Em vez de reconstruir a capacidade doméstica, as tarifas criaram um sistema de preços bifurcado. O alumínio americano agora é negociado com um prêmio significativo em relação ao benchmark global da LME, não devido a fundamentos intrínsecos do mercado, mas devido à escassez induzida por políticas e repasses de custos. Esse prêmio, embora benéfico para alguns produtores no curto prazo, representa um risco a longo prazo para os fabricantes a jusante e os usuários finais.
Uma cadeia de suprimentos sob estresse
Os efeitos em cascata vão muito além das fundições. A indústria de bebidas tem sido uma das mais veementes opositoras das tarifas sobre o alumínio. A Constellation Brands, fabricante da Corona e da Modelo, projetou custos adicionais de US$ 20 milhões somente neste ano devido à inflação do preço do alumínio. Os setores automotivo e da construção civil enfrentam pressões semelhantes, com a incerteza de preços dificultando o planejamento dos ciclos de produção ou a obtenção de contratos de longo prazo.

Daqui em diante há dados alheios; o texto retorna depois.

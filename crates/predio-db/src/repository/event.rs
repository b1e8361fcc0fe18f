//! # Processed Event Repository
//!
//! The webhook idempotency log.
//!
//! ## Why insert-if-absent, not check-then-act
//! Two concurrent deliveries of the same event could both pass a SELECT
//! existence check before either inserts. `INSERT OR IGNORE` against the
//! primary key inside the mutation transaction collapses the check and the
//! claim into one statement: exactly one delivery observes
//! `rows_affected == 1` and proceeds to side effects.

use chrono::{DateTime, Utc};
use sqlx::{SqliteConnection, SqlitePool};

use crate::error::DbResult;
use predio_core::ProcessedEvent;

/// Repository for the idempotency log.
#[derive(Debug, Clone)]
pub struct EventRepository {
    pool: SqlitePool,
}

impl EventRepository {
    /// Creates a new EventRepository.
    pub fn new(pool: SqlitePool) -> Self {
        EventRepository { pool }
    }

    /// Claims an event id. Returns `false` when the event was already
    /// processed (or claimed by a concurrent delivery).
    pub async fn insert_if_absent(
        &self,
        conn: &mut SqliteConnection,
        event_id: &str,
        processed_at: DateTime<Utc>,
    ) -> DbResult<bool> {
        let result = sqlx::query(
            "INSERT OR IGNORE INTO processed_events (event_id, processed_at) VALUES (?1, ?2)",
        )
        .bind(event_id)
        .bind(processed_at)
        .execute(conn)
        .await?;

        Ok(result.rows_affected() == 1)
    }

    /// Looks up a processed event (diagnostics).
    pub async fn get(&self, event_id: &str) -> DbResult<Option<ProcessedEvent>> {
        let event = sqlx::query_as::<_, ProcessedEvent>(
            "SELECT event_id, processed_at FROM processed_events WHERE event_id = ?1",
        )
        .bind(event_id)
        .fetch_optional(&self.pool)
        .await?;

        Ok(event)
    }
}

A Rio Tinto sinalizou esse impacto no sentimento diretamente em seu relatório, alertando que as tarifas agora estão “repercutindo na inflação e no sentimento”. Em outras palavras, o impacto não se limita mais aos produtores. Está se espalhando pela economia.
Além do alumínio

As tarifas sobre o alumínio são apenas uma peça de um quebra-cabeça muito maior. A retomada tarifária de Trump em 2025 também inclui taxas de 25% a 50% sobre aço, cobre e outros metais industriais, com rumores de expansão adicional. As ondas de choque já são visíveis — os mercados spot de cobre estavam em desordem após as notícias da implementação de tarifas de 50% sobre o cobre, e os preços do aço também divergiram entre os mercados americano e global.
Um ponto de virada?
As divulgações coordenadas da Alcoa e da Rio Tinto sugerem uma mudança na postura do setor. Quando até mesmo os supostos beneficiários da política comercial protecionista começam a questionar seu valor, fica claro que algo se quebrou.
A atual revisão da Seção 232 pelo Departamento de Comércio dos EUA ocorre em um momento crucial de inflexão. Os formuladores de políticas agora precisam escolher entre redobrar o protecionismo ultrapassado ou elaborar uma estratégia mais inteligente e preparada para o futuro, visando a resiliência industrial.
Esse caminho deve incluir incentivos direcionados para a produção de alumínio verde e secundário, acordos de cadeia de suprimentos transfronteiriços com produtores de baixo carbono como Canadá e Austrália, investimentos em P&D em tecnologias de fundição de última geração e reforma tarifária que reflita as realidades do mercado em vez de teatro político.
Até lá, US$ 436 milhões (US$ 321 milhões para a Rio Tinto e US$ 115 milhões para a Alcoa) é apenas o preço de aprender da maneira mais difícil que muros (econômicos ou outros) raramente constroem o futuro.